What this task involves
Could you please repeat all of the entries exactly as written?

Listed entries
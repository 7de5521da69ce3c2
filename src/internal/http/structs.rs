pub mod http_chunk_downloader;

pub use http_chunk_downloader::{HttpChunkDownloader, HttpChunkDownloaderFactory};
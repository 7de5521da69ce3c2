pub(crate) mod buffer_pool;
pub mod concurrent_write_sink;
pub mod file_backing;
pub mod memory_backing;
pub mod null_backing;
pub(crate) mod packet;
pub mod sink_error;
pub mod sink_stats;
pub mod stream_backing;

pub use concurrent_write_sink::ConcurrentWriteSink;
pub use file_backing::FileBacking;
pub use memory_backing::MemoryBacking;
pub use null_backing::NullBacking;
pub use sink_error::{DrainFailure, SinkError};
pub use sink_stats::SinkStats;
pub use stream_backing::StreamBacking;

Written answer
repository 7de5521da69ce3c2
filename src/internal/http/structs.rs
pub mod http_chunk_downloader;

pub use http_chunk_downloader::{HttpChunkDownloader, HttpChunkDownloaderFactory};
repository 7de5521da69ce3c2
pub(crate) mod buffer_pool;
pub mod concurrent_write_sink;
pub mod file_backing;
pub mod memory_backing;
pub mod null_backing;
pub(crate) mod packet;
pub mod sink_error;
pub mod sink_stats;
pub mod stream_backing;

pub use concurrent_write_sink::ConcurrentWriteSink;
pub use file_backing::FileBacking;
pub use memory_backing::MemoryBacking;
pub use null_backing::NullBacking;
pub use sink_error::{DrainFailure, SinkError};
pub use sink_stats::SinkStats;
pub use stream_backing::StreamBacking;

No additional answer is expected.